While there continues to be headline risk associated with user privacy and increased risks of U.S. government regulations, Facebook stock, which trades near 52-week lows, remains appealing. On Tuesday Wall Street will want some confirmation that this recent share price correction, driven by tech selloff, is an overreaction. As such, there are high expectations for this quarter. Specifically, investors will be looking for results of Facebook’s recent changes to its News Feed, which still accounts for the lion's share of its digital advertising engine, serving some 2 billion users worldwide.
For the three months that ended September, the Menlo Park, Calif.-based company is expected to earn $1.47 per share on revenue of $13.78 billion. This compares to the year-ago quarter when earnings came to $1.59 per share on revenue of $10.33 billion. For the full year, ending in December, earnings are projected to rise 33% year over year to $7.17 per share, while full-year revenue of $55.56 billion would rise 36.7% year over year.
On the heels of its second quarter earnings results the stock plunged more than 24%. The 2-cent beat on the bottom line was not enough as second quarter revenue came in at $13.23 billion, compared to expectations for $13.36 billion. Meanwhile, global daily active users were 1.47 billion, just shy of the 1.49 billion the Street was looking for. Investors ignored the fact that Average revenue per user was two cents better than estimates, coming in at $5.97.
The company didn’t try to hide its plans or the challenges that lie ahead. The management told analysts on its conference calls that it expects revenue growth in the second half of the year to be slower than it was accustomed to. Estimates suggests the rate of decline could be as high single digit percentages.

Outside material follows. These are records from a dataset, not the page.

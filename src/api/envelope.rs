//! Response Envelopes
//!
//! Every endpoint answers `{status, data|recommendations|message}`.
//! `status:false` is an application error carrying the server message;
//! a body that is not JSON is a transport error.

use list_manager::{Ack, ListError, ListResult};
use serde::de::DeserializeOwned;
use serde_json::Value;

fn parse(body: &str) -> ListResult<Value> {
    Ok(serde_json::from_str(body)?)
}

/// `Some(false)` for `false`, `"false"` or `0`; `None` when absent
fn status_of(envelope: &Value) -> Option<bool> {
    match envelope.get("status")? {
        Value::Bool(b) => Some(*b),
        Value::Number(n) => Some(n.as_f64() != Some(0.0)),
        Value::String(s) => Some(!matches!(s.trim(), "false" | "0" | "")),
        Value::Null => None,
        _ => Some(true),
    }
}

/// Server message as display text. Objects and arrays (validation bags
/// such as `{"email": ["taken"]}`) are flattened and joined with spaces.
pub fn message_text(message: &Value) -> Option<String> {
    fn collect(value: &Value, out: &mut Vec<String>) {
        match value {
            Value::String(s) if !s.trim().is_empty() => out.push(s.trim().to_string()),
            Value::Array(items) => items.iter().for_each(|v| collect(v, out)),
            Value::Object(map) => map.values().for_each(|v| collect(v, out)),
            _ => {}
        }
    }
    let mut parts = Vec::new();
    collect(message, &mut parts);
    (!parts.is_empty()).then(|| parts.join(" "))
}

fn envelope_message(envelope: &Value) -> Option<String> {
    envelope.get("message").and_then(message_text)
}

fn reject_failed(envelope: &Value) -> ListResult<()> {
    if status_of(envelope) == Some(false) {
        return Err(ListError::Application(envelope_message(envelope).unwrap_or_default()));
    }
    Ok(())
}

/// Message of an error body, if it is an envelope that carries one
pub fn error_message(body: &str) -> Option<String> {
    serde_json::from_str::<Value>(body).ok().as_ref().and_then(envelope_message)
}

/// Decode the array under `key`. Rows that do not match `T` are skipped
/// with a warning; a missing or non-array payload is malformed.
pub fn decode_list<T: DeserializeOwned>(body: &str, key: &str) -> ListResult<Vec<T>> {
    let mut envelope = parse(body)?;
    reject_failed(&envelope)?;
    let rows = match envelope.get_mut(key).map(Value::take) {
        Some(Value::Array(rows)) => rows,
        Some(Value::Null) | None => return Err(ListError::Decode(format!("missing `{}` list", key))),
        Some(_) => return Err(ListError::Decode(format!("`{}` is not a list", key))),
    };
    let total = rows.len();
    let items: Vec<T> = rows
        .into_iter()
        .filter_map(|row| match serde_json::from_value(row) {
            Ok(item) => Some(item),
            Err(err) => {
                log::warn!("[Envelope] skipping malformed `{}` row: {}", key, err);
                None
            }
        })
        .collect();
    if items.len() < total {
        log::warn!("[Envelope] kept {} of {} `{}` rows", items.len(), total, key);
    }
    Ok(items)
}

/// Decode one object, either under `key` or the envelope itself.
pub fn decode_object<T: DeserializeOwned>(body: &str, key: Option<&str>) -> ListResult<T> {
    let mut envelope = parse(body)?;
    reject_failed(&envelope)?;
    let payload = match key {
        Some(key) => match envelope.get_mut(key).map(Value::take) {
            Some(Value::Null) | None => return Err(ListError::Decode(format!("missing `{}`", key))),
            Some(payload) => payload,
        },
        None => envelope,
    };
    serde_json::from_value(payload).map_err(|err| ListError::Decode(err.to_string()))
}

/// Mutation result; an envelope without `status` counts as success
pub fn decode_ack(body: &str) -> ListResult<Ack> {
    if body.trim().is_empty() {
        return Ok(Ack::default());
    }
    let envelope = parse(body)?;
    reject_failed(&envelope)?;
    Ok(Ack { message: envelope_message(&envelope) })
}

#[cfg(test)]
mod tests {
    use super::*;
    use serde::Deserialize;
    use serde_json::json;

    #[derive(Debug, Deserialize, PartialEq)]
    struct Row {
        id: u32,
    }

    #[test]
    fn test_empty_list() {
        let rows: Vec<Row> = decode_list(r#"{"status":true,"data":[]}"#, "data").unwrap();
        assert!(rows.is_empty());
    }

    #[test]
    fn test_list_under_custom_key_without_status() {
        let rows: Vec<Row> = decode_list(r#"{"recommendations":[{"id":1},{"id":2}]}"#, "recommendations").unwrap();
        assert_eq!(rows, vec![Row { id: 1 }, Row { id: 2 }]);
    }

    #[test]
    fn test_malformed_rows_are_skipped() {
        let rows: Vec<Row> = decode_list(r#"{"status":true,"data":[{"id":1},{"nope":true}]}"#, "data").unwrap();
        assert_eq!(rows, vec![Row { id: 1 }]);
    }

    #[test]
    fn test_status_false_is_application_error() {
        let err = decode_list::<Row>(r#"{"status":false,"message":"Token expired"}"#, "data").unwrap_err();
        assert_eq!(err, ListError::Application("Token expired".to_string()));
    }

    #[test]
    fn test_missing_payload_is_decode_error() {
        let err = decode_list::<Row>(r#"{"status":true}"#, "data").unwrap_err();
        assert!(matches!(err, ListError::Decode(_)));
        let err = decode_list::<Row>(r#"{"status":true,"data":{"id":1}}"#, "data").unwrap_err();
        assert!(matches!(err, ListError::Decode(_)));
    }

    #[test]
    fn test_non_json_is_transport_error() {
        let err = decode_list::<Row>("<html>502 Bad Gateway</html>", "data").unwrap_err();
        assert!(err.is_transport());
    }

    #[test]
    fn test_message_bag_is_flattened() {
        let bag = json!({"email": ["The email has already been taken."], "mobile": "Invalid"});
        assert_eq!(message_text(&bag).as_deref(), Some("The email has already been taken. Invalid"));
        assert_eq!(message_text(&json!([])), None);
        assert_eq!(message_text(&json!(42)), None);
    }

    #[test]
    fn test_ack_messages() {
        assert_eq!(decode_ack(r#"{"status":true,"message":"Deleted"}"#).unwrap(), Ack::with_message("Deleted"));
        assert_eq!(decode_ack(r#"{"status":"true"}"#).unwrap(), Ack::default());
        assert_eq!(decode_ack("").unwrap(), Ack::default());
        assert_eq!(
            decode_ack(r#"{"status":0,"message":"Question in use"}"#).unwrap_err(),
            ListError::Application("Question in use".to_string())
        );
    }

    #[test]
    fn test_decode_object() {
        let row: Row = decode_object(r#"{"status":true,"data":{"id":3}}"#, Some("data")).unwrap();
        assert_eq!(row, Row { id: 3 });
        let row: Row = decode_object(r#"{"id":5,"other":"x"}"#, None).unwrap();
        assert_eq!(row, Row { id: 5 });
        assert!(matches!(
            decode_object::<Row>(r#"{"status":true,"data":null}"#, Some("data")),
            Err(ListError::Decode(_))
        ));
    }

    #[test]
    fn test_error_message_from_error_body() {
        assert_eq!(error_message(r#"{"status":false,"message":"Unauthenticated."}"#).as_deref(), Some("Unauthenticated."));
        assert_eq!(error_message("Internal Server Error"), None);
    }
}
//! Daily Ratings Page

use leptos::prelude::*;

use super::session_api;
use crate::api::Ratings;
use crate::components::{PageSizeSelect, Pagination, RowActions, SearchBar, TableBody};
use crate::format::display_date;
use crate::list_handle::use_list;

const RATINGS_PAGE_SIZE: usize = 5;

#[component]
pub fn RatingsPage() -> impl IntoView {
    let (api, _) = session_api();
    let list = use_list(Ratings::new(api)).with_page_size(RATINGS_PAGE_SIZE);

    view! {
        <section class="page">
            <div class="page-header">
                <h2>"Daily Ratings"</h2>
            </div>
            <div class="list-controls">
                <PageSizeSelect value=list.page_size_signal() on_change=list.page_size_callback() />
                <SearchBar
                    value=list.search_signal()
                    on_search=list.search_callback()
                    placeholder="Search user or feedback..."
                />
            </div>
            <table class="data-table">
                <thead>
                    <tr>
                        <th>"#"</th>
                        <th>"User"</th>
                        <th>"Rating"</th>
                        <th>"Feedback"</th>
                        <th>"Date"</th>
                        <th>"Actions"</th>
                    </tr>
                </thead>
                <TableBody status=list.status_signal() columns=6>
                    {move || {
                        let offset = list.page_offset();
                        list.page_items()
                            .into_iter()
                            .enumerate()
                            .map(|(index, rating)| {
                                let id = rating.id;
                                view! {
                                    <tr>
                                        <td>{offset + index + 1}</td>
                                        <td>{rating.user_name.clone()}</td>
                                        <td class="rating">{rating.rating.clone()} " ★"</td>
                                        <td>{rating.feedback.clone()}</td>
                                        <td>{display_date(rating.created_at.as_deref())}</td>
                                        <RowActions
                                            on_delete=Callback::new(move |_| list.delete(id))
                                            busy=list.busy_signal()
                                        />
                                    </tr>
                                }
                            })
                            .collect_view()
                    }}
                </TableBody>
            </table>
            <Pagination page=list.page_signal() total=list.total_signal() on_change=list.page_callback() />
        </section>
    }
}
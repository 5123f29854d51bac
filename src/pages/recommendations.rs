//! Recommendations Page

use leptos::prelude::*;
use web_sys::SubmitEvent;

use super::{modal_title, session_api, submit_label};
use crate::api::Recommendations;
use crate::components::{
    FileField, Modal, PageSizeSelect, Pagination, RowActions, SearchBar, TableBody, TextArea, TextField,
};
use crate::context::use_app_context;
use crate::format::{display_date, image_url};
use crate::list_handle::use_list;

const RECOMMENDATIONS_PAGE_SIZE: usize = 5;

#[component]
pub fn RecommendationsPage() -> impl IntoView {
    let ctx = use_app_context();
    let asset_base = StoredValue::new(ctx.asset_base());
    let (api, user_id) = session_api();
    let list = use_list(Recommendations::new(api, user_id)).with_page_size(RECOMMENDATIONS_PAGE_SIZE);

    let title = Signal::derive(move || modal_title(list.modal_mode(), "recommendation"));
    let on_submit = move |ev: SubmitEvent| {
        ev.prevent_default();
        list.submit();
    };

    view! {
        <section class="page">
            <div class="page-header">
                <h2>"Recommendations"</h2>
                <button class="btn btn-primary" on:click=move |_| list.open_create()>
                    "Add Recommendation"
                </button>
            </div>
            <div class="list-controls">
                <PageSizeSelect value=list.page_size_signal() on_change=list.page_size_callback() />
                <SearchBar value=list.search_signal() on_search=list.search_callback() />
            </div>
            <table class="data-table">
                <thead>
                    <tr>
                        <th>"#"</th>
                        <th>"Image"</th>
                        <th>"Title"</th>
                        <th>"Subtitle"</th>
                        <th>"Description"</th>
                        <th>"Button"</th>
                        <th>"Created"</th>
                        <th>"Actions"</th>
                    </tr>
                </thead>
                <TableBody status=list.status_signal() columns=8>
                    {move || {
                        let offset = list.page_offset();
                        list.page_items()
                            .into_iter()
                            .enumerate()
                            .map(|(index, item)| {
                                let id = item.id;
                                let record = item.clone();
                                let picture = asset_base.with_value(|base| image_url(item.image.as_deref(), base));
                                let link = item.button_link.clone();
                                view! {
                                    <tr>
                                        <td>{offset + index + 1}</td>
                                        <td>
                                            <img class="thumb" src=picture alt="" />
                                        </td>
                                        <td>{item.title.clone()}</td>
                                        <td>{item.subtitle.clone()}</td>
                                        <td>{item.description.clone()}</td>
                                        <td>
                                            <a href=link target="_blank" rel="noopener">
                                                {item.button_label.clone()}
                                            </a>
                                        </td>
                                        <td>{display_date(item.created_at.as_deref())}</td>
                                        <RowActions
                                            on_edit=Callback::new(move |_| list.open_edit(record.clone()))
                                            on_delete=Callback::new(move |_| list.delete(id))
                                            busy=list.busy_signal()
                                        />
                                    </tr>
                                }
                            })
                            .collect_view()
                    }}
                </TableBody>
            </table>
            <Pagination page=list.page_signal() total=list.total_signal() on_change=list.page_callback() />
            <Modal
                open=list.modal_open_signal()
                title=title
                on_close=list.close_callback()
                error=list.modal_error_signal()
            >
                <form class="modal-form" on:submit=on_submit>
                    <TextField label="Title" value=list.field_signal("title") on_input=list.field_callback("title") />
                    <TextField
                        label="Subtitle"
                        value=list.field_signal("subtitle")
                        on_input=list.field_callback("subtitle")
                    />
                    <TextArea
                        label="Description"
                        value=list.field_signal("description")
                        on_input=list.field_callback("description")
                        rows=4
                    />
                    <TextField
                        label="Button Label"
                        value=list.field_signal("button_label")
                        on_input=list.field_callback("button_label")
                    />
                    <TextField
                        label="Button Link"
                        input_type="url"
                        value=list.field_signal("button_link")
                        on_input=list.field_callback("button_link")
                    />
                    <FileField label="Image" on_file=Callback::new(move |file| list.set_file("image", file)) />
                    <div class="modal-actions">
                        <button type="button" class="btn" on:click=move |_| list.close_modal()>
                            "Cancel"
                        </button>
                        <button type="submit" class="btn btn-primary" prop:disabled=move || list.is_busy()>
                            {move || submit_label(list.is_busy(), list.modal_mode())}
                        </button>
                    </div>
                </form>
            </Modal>
        </section>
    }
}
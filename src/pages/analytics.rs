//! Result Analytics Page
//!
//! Score datasets rendered as horizontal bars scaled to each series' peak.

use leptos::prelude::*;

use super::{load_on_mount, session_api};
use crate::api::fetch_analytics;
use crate::format::{bar_width, parse_percent};
use crate::models::AnalyticsReport;

/// Largest value of a series, never below zero
fn series_peak(values: impl IntoIterator<Item = f64>) -> f64 {
    values.into_iter().filter(|v| v.is_finite()).fold(0.0, f64::max)
}

/// `(label, value)` rows plus the peak they are scaled against
fn report_series(report: &AnalyticsReport) -> [(&'static str, Vec<(String, f64)>, f64); 4] {
    let overall = vec![("Overall".to_string(), report.overall_score())];
    let trends: Vec<_> = report.trends.iter().map(|t| (t.date.clone(), t.score)).collect();
    let progress: Vec<_> = report
        .progress_reports
        .iter()
        .map(|p| (p.category.clone(), p.value))
        .collect();
    let week = vec![
        ("Communication".to_string(), parse_percent(&report.week_vs_last_week.communication)),
        ("Trust".to_string(), parse_percent(&report.week_vs_last_week.trust)),
    ];

    [
        ("Overall Score", overall, 100.0),
        ("Score Trends", trends.clone(), series_peak(trends.iter().map(|(_, v)| *v))),
        ("Progress Reports", progress.clone(), series_peak(progress.iter().map(|(_, v)| *v))),
        ("This Week vs Last Week", week.clone(), series_peak(week.iter().map(|(_, v)| v.abs()))),
    ]
}

#[component]
pub fn AnalyticsPage() -> impl IntoView {
    let (api, _) = session_api();
    let report = load_on_mount("analytics", move || {
        let api = api.clone();
        async move { fetch_analytics(&api).await }
    });

    view! {
        <section class="page">
            <div class="page-header">
                <h2>"Result Analytics"</h2>
            </div>
            {move || match report.get() {
                None => view! { <p class="loading">"Loading..."</p> }.into_any(),
                Some(Err(message)) => view! { <p class="form-error">{message}</p> }.into_any(),
                Some(Ok(report)) => {
                    report_series(&report)
                        .into_iter()
                        .map(|(title, rows, peak)| view! { <BarChart title=title rows=rows peak=peak /> })
                        .collect_view()
                        .into_any()
                }
            }}
        </section>
    }
}

#[component]
fn BarChart(title: &'static str, rows: Vec<(String, f64)>, peak: f64) -> impl IntoView {
    view! {
        <div class="chart">
            <h3>{title}</h3>
            {rows.is_empty().then(|| view! { <p class="empty">"No data"</p> })}
            {rows
                .into_iter()
                .map(|(label, value)| {
                    let style = format!("width: {}%", bar_width(value.abs(), peak));
                    let class = if value < 0.0 { "bar-fill negative" } else { "bar-fill" };
                    view! {
                        <div class="bar-row">
                            <span class="bar-label">{label}</span>
                            <div class="bar-track">
                                <div class=class style=style></div>
                            </div>
                            <span class="bar-value">{value}</span>
                        </div>
                    }
                })
                .collect_view()}
        </div>
    }
}
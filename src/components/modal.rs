//! Modal Shell Component
//!
//! Backdrop, title bar and close button around a page's form content.

use leptos::prelude::*;

#[component]
pub fn Modal(
    #[prop(into)] open: Signal<bool>,
    #[prop(into)] title: Signal<String>,
    #[prop(into)] on_close: Callback<()>,
    /// Inline error shown above the body
    #[prop(into, optional)]
    error: Signal<Option<String>>,
    children: ChildrenFn,
) -> impl IntoView {
    view! {
        <Show when=move || open.get()>
            <div class="modal-backdrop" on:click=move |_| on_close.run(())>
                <div class="modal-panel" role="dialog" on:click=|ev| ev.stop_propagation()>
                    <div class="modal-header">
                        <h3>{move || title.get()}</h3>
                        <button class="modal-close" title="Close" on:click=move |_| on_close.run(())>
                            "×"
                        </button>
                    </div>
                    {move || error.get().map(|message| view! { <div class="form-error">{message}</div> })}
                    <div class="modal-body">{children()}</div>
                </div>
            </div>
        </Show>
    }
}
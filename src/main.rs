//! Coach Admin Frontend Entry Point

mod api;
mod app;
mod components;
mod config;
mod context;
mod format;
mod list_handle;
mod logging;
mod models;
mod pages;
mod session;
mod store;

use app::App;
use config::AppConfig;
use leptos::prelude::*;

fn main() {
    console_error_panic_hook::set_once();
    let config = AppConfig::from_env();
    logging::init(config.log_level);
    log::info!("[App] starting against {}", config.api_base);
    mount_to_body(move || view! { <App config=config.clone() /> });
}
//! Login

use list_manager::{ListError, ListResult};
use serde_json::json;

use super::envelope::decode_object;
use super::ApiClient;
use crate::session::LoginGrant;

pub const LOGIN_TRANSPORT_FAILURE: &str = "Login Failed! Please check your credentials.";

pub async fn login(api: &ApiClient, email: &str, password: &str) -> ListResult<LoginGrant> {
    let body = api
        .post_json("/login", &json!({ "email": email.trim(), "password": password }))
        .await?;
    decode_object(&body, None)
}

/// Inline form error for a rejected login
pub fn login_error_text(err: &ListError) -> String {
    match err {
        ListError::Application(message) if message.contains("Email") => {
            "The email you entered doesn’t exist.".to_string()
        }
        ListError::Application(message) if message.contains("password") => {
            "The password you entered is incorrect.".to_string()
        }
        ListError::Application(message) if !message.trim().is_empty() => message.clone(),
        ListError::Application(_) => "Login Failed! Please try again later.".to_string(),
        _ => LOGIN_TRANSPORT_FAILURE.to_string(),
    }
}

/// Toast text for a rejected login: the server's own words when it sent any
pub fn login_toast_text(err: &ListError) -> String {
    err.user_message(LOGIN_TRANSPORT_FAILURE)
}

#[cfg(test)]
mod tests {
    use super::*;

    #[test]
    fn test_login_error_mapping() {
        let app = |m: &str| ListError::Application(m.to_string());
        assert_eq!(login_error_text(&app("Email not found")), "The email you entered doesn’t exist.");
        assert_eq!(login_error_text(&app("Invalid password")), "The password you entered is incorrect.");
        assert_eq!(login_error_text(&app("Account locked")), "Account locked");
        assert_eq!(login_error_text(&ListError::Transport("offline".into())), LOGIN_TRANSPORT_FAILURE);
    }

    #[test]
    fn test_login_toast_uses_server_message() {
        assert_eq!(login_toast_text(&ListError::Application("Invalid password".into())), "Invalid password");
        assert_eq!(login_toast_text(&ListError::Decode("x".into())), LOGIN_TRANSPORT_FAILURE);
    }

    #[test]
    fn test_rejected_login_envelope() {
        let err = decode_object::<LoginGrant>(r#"{"status":false,"message":"Email not registered"}"#, None).unwrap_err();
        assert_eq!(login_error_text(&err), "The email you entered doesn’t exist.");
    }
}
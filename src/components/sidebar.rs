//! Sidebar Component
//!
//! Navigation links for every guarded page plus the logout action.

use leptos::prelude::*;
use leptos::task::spawn_local;
use leptos_router::components::A;
use leptos_router::hooks::use_navigate;
use list_manager::{ConfirmPrompt, Notice};

use crate::context::use_app_context;
use crate::store::{store_logout, use_app_store};

/// `(href, label)` for each sidebar entry
const NAV_LINKS: &[(&str, &str)] = &[
    ("/dashboard", "Dashboard"),
    ("/daily-check-in", "Daily Check-In"),
    ("/daily-check-in-answer", "Daily Answers"),
    ("/daily-ratings", "Daily Ratings"),
    ("/weakly-check-in", "Weekly Check-In"),
    ("/weekly-answers", "Weekly Answers"),
    ("/partner-list", "Users"),
    ("/recommendations", "Recommendations"),
    ("/leaderboard", "Leaderboard"),
    ("/relationship-progress", "Relationship Progress"),
    ("/analytics", "Result Analytics"),
    ("/settings/profile", "Profile"),
];

#[component]
pub fn Sidebar() -> impl IntoView {
    let ctx = use_app_context();
    let store = use_app_store();
    let navigate = use_navigate();

    let logout = move |_| {
        let navigate = navigate.clone();
        spawn_local(async move {
            let prompt = ConfirmPrompt::new("Are you sure?", "You will be logged out!")
                .with_confirm_label("Yes, logout");
            if !ctx.dialog.ask(prompt).await {
                return;
            }
            store_logout(&store);
            ctx.notify(Notice::success("Logged out successfully"));
            navigate("/login", Default::default());
        });
    };

    view! {
        <nav class="sidebar">
            <ul class="sidebar-links">
                {NAV_LINKS
                    .iter()
                    .map(|(href, label)| {
                        view! {
                            <li>
                                <A href=*href attr:class="sidebar-link">
                                    {*label}
                                </A>
                            </li>
                        }
                    })
                    .collect_view()}
            </ul>
            <button class="sidebar-logout" on:click=logout>
                "Logout"
            </button>
        </nav>
    }
}
//! Application Configuration
//!
//! Values are baked in at compile time from `COACH_ADMIN_*` environment
//! variables; anything missing or unparsable falls back to the defaults.

use log::LevelFilter;

pub const DEFAULT_API_BASE: &str = "https://site2demo.in/marriageapp/api";
pub const DEFAULT_ASSET_BASE: &str = "https://site2demo.in/marriageapp";
pub const DEFAULT_PAGE_SIZE: usize = 10;
pub const DEFAULT_TOAST_MS: u32 = 3000;

#[derive(Debug, Clone, PartialEq)]
pub struct AppConfig {
    /// REST root, without trailing slash
    pub api_base: String,
    /// Prefix for relative image paths returned by the API
    pub asset_base: String,
    pub page_size: usize,
    pub toast_ms: u32,
    pub log_level: LevelFilter,
}

impl Default for AppConfig {
    fn default() -> Self {
        Self {
            api_base: DEFAULT_API_BASE.to_string(),
            asset_base: DEFAULT_ASSET_BASE.to_string(),
            page_size: DEFAULT_PAGE_SIZE,
            toast_ms: DEFAULT_TOAST_MS,
            log_level: LevelFilter::Info,
        }
    }
}

impl AppConfig {
    pub fn from_env() -> Self {
        Self::from_lookup(|key| match key {
            "COACH_ADMIN_API_BASE" => option_env!("COACH_ADMIN_API_BASE"),
            "COACH_ADMIN_ASSET_BASE" => option_env!("COACH_ADMIN_ASSET_BASE"),
            "COACH_ADMIN_PAGE_SIZE" => option_env!("COACH_ADMIN_PAGE_SIZE"),
            "COACH_ADMIN_TOAST_MS" => option_env!("COACH_ADMIN_TOAST_MS"),
            "COACH_ADMIN_LOG" => option_env!("COACH_ADMIN_LOG"),
            _ => None,
        })
    }

    pub fn from_lookup<'a>(lookup: impl Fn(&str) -> Option<&'a str>) -> Self {
        let defaults = Self::default();
        let text = |key: &str| lookup(key).map(str::trim).filter(|v| !v.is_empty());

        Self {
            api_base: text("COACH_ADMIN_API_BASE")
                .map(|v| v.trim_end_matches('/').to_string())
                .unwrap_or(defaults.api_base),
            asset_base: text("COACH_ADMIN_ASSET_BASE")
                .map(|v| v.trim_end_matches('/').to_string())
                .unwrap_or(defaults.asset_base),
            page_size: text("COACH_ADMIN_PAGE_SIZE")
                .and_then(|v| v.parse().ok())
                .filter(|n: &usize| *n > 0)
                .unwrap_or(defaults.page_size),
            toast_ms: text("COACH_ADMIN_TOAST_MS")
                .and_then(|v| v.parse().ok())
                .unwrap_or(defaults.toast_ms),
            log_level: text("COACH_ADMIN_LOG")
                .and_then(|v| v.parse().ok())
                .unwrap_or(defaults.log_level),
        }
    }
}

On Wednesday analyst will want signals as to whether the Q2 numbers were a one-off event or a sign of a long-term trend ahead. Analysts will also want to see some progress with the company’s attempts to monetize Messenger and WhatsApp, which boasts 1.3 billion-plus and 1.5 billion-plus monthly active users, respectively. Native ads and in-app transactions have been among the monetization strategies mentioned. Any progress on those fronts would be a positive for the stock.